I am, as I’m pretty sure I’ve mentioned before, a high school English teacher. As such, I have a greater-than-average awareness of language, punctuation, and correct word choice. And although I try not to be an utter grammar Nazi about it, there are some things people say that are so blatantly incorrect that it makes me want to slap them with a cold fish.
This will undoubtedly be a series.
Today’s episode: “You have two choices…”
I hear this all the time. On TV. In the movies. Around the halls of my school. And frequently said by people who are, in fact, very intelligent. Despite this, they go forth with this horribly incorrect phrase.
- “You have two choices… live or die.”
- “You have two choices… study hard and pass, or slack off and fail.”
- “You have two choices… chocolate with Bavarian Cream or the engine block of a 1972 Studebaker.”
In all of these situations, the person being spoken to is told he must make two choices. But he doesn’t. He has one choice. He has two options. If a person is being told he must choose between life or death, there is only that one choice — life or death. The choice is the action — the single action, mind you — of selecting between the available options. This is true no matter how many options a person has.
- “You have six choices… life, death, a guided tour of the Wonka chocolate factory, electrolysis for that thing on your lip, a package of AAA batteries and a partridge in a pear tree.”
This person still only has one choice to make, because he is being given the option of choosing between these six items. Also, the person giving him this option is either patently insane or the host of the strangest version of Let’s Make a Deal in history. Which I admit may be the same thing.

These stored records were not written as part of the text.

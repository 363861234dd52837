use std::hash::{Hash, Hasher};
use std::path::{Component, Path, PathBuf};

/// Case-folded path identity.
///
/// Two paths that differ only by letter case map to the same key, so every
/// lookup table in the engine treats them as one entry.
#[derive(Debug, Clone, PartialEq, Eq, Hash, PartialOrd, Ord)]
pub struct PathKey(PathBuf);

impl PathKey {
    pub fn new(path: &Path) -> Self {
        PathKey(PathBuf::from(path.to_string_lossy().to_lowercase()))
    }

    /// True if `self` equals `ancestor` or lies somewhere below it.
    ///
    /// Matching is component-wise, so `/a/foo` is not within `/a/fo`.
    pub fn is_within(&self, ancestor: &PathKey) -> bool {
        self.0.starts_with(&ancestor.0)
    }

    pub fn as_path(&self) -> &Path {
        &self.0
    }
}

/// Kind of filesystem entry.
#[derive(Debug, Clone, Copy, PartialEq, Eq)]
pub enum EntryKind {
    File,
    Directory,
}

/// Value snapshot of a filesystem entry.
///
/// Equality and hashing use the case-folded path only.
#[derive(Debug, Clone)]
pub struct FsEntry {
    pub name: String,
    pub path: PathBuf,
    pub kind: EntryKind,
    /// Lowercase extension without the dot; empty for directories and
    /// extensionless files.
    pub extension: String,
    key: PathKey,
}

impl FsEntry {
    pub fn new(path: &Path, kind: EntryKind) -> Self {
        let name = path
            .file_name()
            .map(|n| n.to_string_lossy().to_string())
            .unwrap_or_else(|| path.to_string_lossy().to_string());
        let extension = match kind {
            EntryKind::Directory => String::new(),
            EntryKind::File => extension_of(path),
        };
        Self {
            name,
            path: path.to_path_buf(),
            kind,
            extension,
            key: PathKey::new(path),
        }
    }

    pub fn file(path: &Path) -> Self {
        Self::new(path, EntryKind::File)
    }

    pub fn dir(path: &Path) -> Self {
        Self::new(path, EntryKind::Directory)
    }

    pub fn key(&self) -> &PathKey {
        &self.key
    }

    pub fn is_dir(&self) -> bool {
        self.kind == EntryKind::Directory
    }

    pub fn parent_path(&self) -> Option<&Path> {
        self.path.parent()
    }

    /// The same entry moved from below `from` to below `to`.
    ///
    /// Returns `None` when this entry does not live under `from`.
    pub fn rebased(&self, from: &Path, to: &Path) -> Option<FsEntry> {
        rebase_path(&self.path, from, to).map(|p| FsEntry::new(&p, self.kind))
    }
}

impl PartialEq for FsEntry {
    fn eq(&self, other: &Self) -> bool {
        self.key == other.key
    }
}

impl Eq for FsEntry {}

impl Hash for FsEntry {
    fn hash<H: Hasher>(&self, state: &mut H) {
        self.key.hash(state);
    }
}

/// Lowercase extension of `path`, empty if it has none.
pub fn extension_of(path: &Path) -> String {
    path.extension()
        .map(|e| e.to_string_lossy().to_lowercase())
        .unwrap_or_default()
}

/// Replace the `from` prefix of `path` with `to`, comparing case-insensitively.
pub fn rebase_path(path: &Path, from: &Path, to: &Path) -> Option<PathBuf> {
    if !PathKey::new(path).is_within(&PathKey::new(from)) {
        return None;
    }
    let depth = from.components().filter(|c| !matches!(c, Component::CurDir)).count();
    let tail: PathBuf = path
        .components()
        .filter(|c| !matches!(c, Component::CurDir))
        .skip(depth)
        .collect();
    if tail.as_os_str().is_empty() {
        Some(to.to_path_buf())
    } else {
        Some(to.join(tail))
    }
}
use std::io;
use std::path::{Path, PathBuf};
use std::time::Instant;

use crate::engine::cascade::{ChangeSet, ToggleMode};
use crate::engine::mutation::{ConflictChoice, PresentationObserver};
use crate::engine::tree::{Materialization, Row};
use crate::engine::Engine;
use crate::error::{InvalidNameReason, OpError};
use crate::fs::clipboard::ClipboardMode;
use crate::fs::entry::FsEntry;

/// Lines of a file shown in the preview pane.
const PREVIEW_LINES: usize = 200;

/// The kind of dialog being displayed.
#[derive(Debug, Clone, PartialEq, Eq)]
pub enum DialogKind {
    Rename { original: PathBuf },
    DeleteConfirm { targets: Vec<PathBuf> },
    PasteConflict { dest: PathBuf, conflicts: Vec<PathBuf> },
    Error { message: String },
}

/// Application mode.
#[derive(Debug, Default, Clone, PartialEq, Eq)]
pub enum AppMode {
    #[default]
    Normal,
    Dialog(DialogKind),
}

/// Which pane receives navigation keys.
#[derive(Debug, Default, Clone, Copy, PartialEq, Eq)]
pub enum Focus {
    #[default]
    Tree,
    Filter,
}

/// State for a dialog's text input.
#[derive(Debug, Default)]
pub struct DialogState {
    pub input: String,
    pub cursor_position: usize,
}

/// Text of the focused file, loaded on cursor moves.
#[derive(Debug, Default)]
pub struct PreviewState {
    pub path: Option<PathBuf>,
    pub lines: Vec<String>,
    pub message: Option<String>,
}

/// Answers collected from a dialog before the engine runs the batch.
///
/// The terminal cannot block inside an engine call, so every question the
/// engine asks is answered from what the user already chose.
#[derive(Debug, Clone, Copy)]
pub struct PresetAnswers {
    pub confirm: bool,
    pub choice: ConflictChoice,
}

impl PresentationObserver for PresetAnswers {
    fn confirm_delete(&mut self, _count: usize) -> bool {
        self.confirm
    }

    fn resolve_conflict(&mut self, _source: &FsEntry, _existing: &Path) -> ConflictChoice {
        self.choice
    }

    fn on_changes(&mut self, changes: &ChangeSet) {
        tracing::debug!(changes = changes.len(), "batch applied");
    }
}

/// Main application state.
pub struct App {
    pub engine: Engine,
    pub rows: Vec<Row>,
    pub cursor: usize,
    pub scroll_offset: usize,
    pub filter_cursor: usize,
    pub focus: Focus,
    pub should_quit: bool,
    pub show_help: bool,
    pub mode: AppMode,
    pub dialog_state: DialogState,
    pub preview: PreviewState,
    /// Message, creation time, and whether it reports an error.
    pub status_message: Option<(String, Instant, bool)>,
    confirm_delete: bool,
}
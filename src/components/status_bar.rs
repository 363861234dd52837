use ratatui::{
    buffer::Buffer,
    layout::Rect,
    style::{Color, Modifier, Style},
    text::{Line, Span},
    widgets::Widget,
};

const KEY_HINTS: &str = " spc:sel a:deep y:copy x:cut p:paste d:del r:ren tab:filter ";

/// One-line bar: root path, selection and clipboard counts, key hints.
/// A pending status message replaces the whole bar.
pub struct StatusBarWidget<'a> {
    path_str: &'a str,
    selected: usize,
    clipboard_info: Option<&'a str>,
    status_message: Option<&'a str>,
    is_error: bool,
}

impl<'a> StatusBarWidget<'a> {
    pub fn new(path_str: &'a str, selected: usize) -> Self {
        Self {
            path_str,
            selected,
            clipboard_info: None,
            status_message: None,
            is_error: false,
        }
    }

    pub fn status_message(mut self, msg: &'a str, is_error: bool) -> Self {
        self.status_message = Some(msg);
        self.is_error = is_error;
        self
    }

    pub fn clipboard_info(mut self, info: &'a str) -> Self {
        self.clipboard_info = Some(info);
        self
    }
}

/// Keep the last `budget` characters of `s`, prefixed with "..." when cut.
fn truncate_left(s: &str, budget: usize) -> String {
    let len = s.chars().count();
    if len <= budget {
        return s.to_string();
    }
    if budget <= 3 {
        return s.chars().skip(len - budget).collect();
    }
    let tail: String = s.chars().skip(len - (budget - 3)).collect();
    format!("...{}", tail)
}

impl<'a> Widget for StatusBarWidget<'a> {
    fn render(self, area: Rect, buf: &mut Buffer) {
        if area.height == 0 || area.width == 0 {
            return;
        }
        let width = area.width as usize;

        if let Some(msg) = self.status_message {
            let style = if self.is_error {
                Style::default().bg(Color::Red).fg(Color::White)
            } else {
                Style::default().fg(Color::Green)
            };
            let shown: String = msg.chars().take(width).collect();
            let line = Line::from(Span::styled(format!("{:<width$}", shown), style));
            buf.set_line(area.x, area.y, &line, area.width);
            return;
        }

        let counts = match self.clipboard_info {
            Some(clip) => format!(" {} selected | {} ", self.selected, clip),
            None => format!(" {} selected ", self.selected),
        };
        let hints_len = KEY_HINTS.len().min(width.saturating_sub(counts.len()));
        let path_budget = width
            .saturating_sub(counts.chars().count())
            .saturating_sub(hints_len);
        let path = truncate_left(self.path_str, path_budget);
        let gap = path_budget.saturating_sub(path.chars().count());

        let line = Line::from(vec![
            Span::styled(path, Style::default().fg(Color::White)),
            Span::raw(" ".repeat(gap)),
            Span::styled(
                counts,
                Style::default()
                    .fg(Color::Cyan)
                    .add_modifier(Modifier::BOLD),
            ),
            Span::styled(
                &KEY_HINTS[..hints_len],
                Style::default()
                    .fg(Color::DarkGray)
                    .add_modifier(Modifier::DIM),
            ),
        ]);
        buf.set_line(area.x, area.y, &line, area.width);
    }
}

#[cfg(test)]
mod tests {
    use super::*;

    fn render(widget: StatusBarWidget, width: u16) -> (Buffer, String) {
        let area = Rect::new(0, 0, width, 1);
        let mut buf = Buffer::empty(area);
        widget.render(area, &mut buf);
        let content = (0..width)
            .map(|x| buf.cell((x, 0)).unwrap().symbol().to_string())
            .collect();
        (buf, content)
    }

    #[test]
    fn normal_bar_shows_path_counts_and_hints() {
        let widget = StatusBarWidget::new("/home/user/project", 3).clipboard_info("cut 2");
        let (_, content) = render(widget, 120);
        assert!(content.contains("/home/user/project"));
        assert!(content.contains("3 selected"));
        assert!(content.contains("cut 2"));
        assert!(content.contains("p:paste"));
    }

    #[test]
    fn error_message_uses_red_background() {
        let widget = StatusBarWidget::new("/path", 0).status_message("Permission denied", true);
        let (buf, content) = render(widget, 80);
        assert!(content.contains("Permission denied"));
        assert_eq!(buf.cell((0, 0)).unwrap().bg, Color::Red);
    }

    #[test]
    fn success_message_is_green() {
        let widget = StatusBarWidget::new("/path", 0).status_message("Pasted 2 item(s)", false);
        let (buf, content) = render(widget, 80);
        assert!(content.contains("Pasted 2 item(s)"));
        assert_eq!(buf.cell((0, 0)).unwrap().fg, Color::Green);
    }

    #[test]
    fn long_path_is_truncated_from_the_left() {
        assert_eq!(truncate_left("/a/very/long/path", 8), ".../path");
        assert_eq!(truncate_left("/short", 10), "/short");
    }

    #[test]
    fn zero_area_does_not_panic() {
        let area = Rect::new(0, 0, 0, 0);
        let mut buf = Buffer::empty(area);
        StatusBarWidget::new("/path", 0).render(area, &mut buf);
    }
}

Here’s a case where a person actually has two choices:
- “You have two choices… save the baby’s life or allow him to grow up to be Hitler. Also, do you want fries with that?”
In this situation, the person being presented with the choice has two decisions to make. Will he allow an innocent baby to die even knowing he will eventually become history’s greatest monster? Plus — hey, fries? These are the sorts of moral implications that can weigh on a person for the rest of his life, especially if you start to consider such vital factors as “curly,” “battered,” or “cajun-style.”
But these four options come with two choices, not four, as some people will undoubtedly say.
Here’s an easy way to remember. When facing the situation, ask yourself how many decisions a person has to make. “Cake or pie” is one decision, which means one choice, which really means no choice because pie almost always wins. Unless it’s ice cream cake.
To summarize:
- The number of choices is equal to the number of decisions, not the number of options.
- Increasing the number of options has no effect on the number of choices that must be made.
- Pie always trumps non-ice cream cake.



I have two questions: what are “battered” french fries?
You… you’ve NEVER HAD BATTERED FRENCH FRIES?
They are potato heaven.
Oh. Wow. Really? People are this dumb? This happens?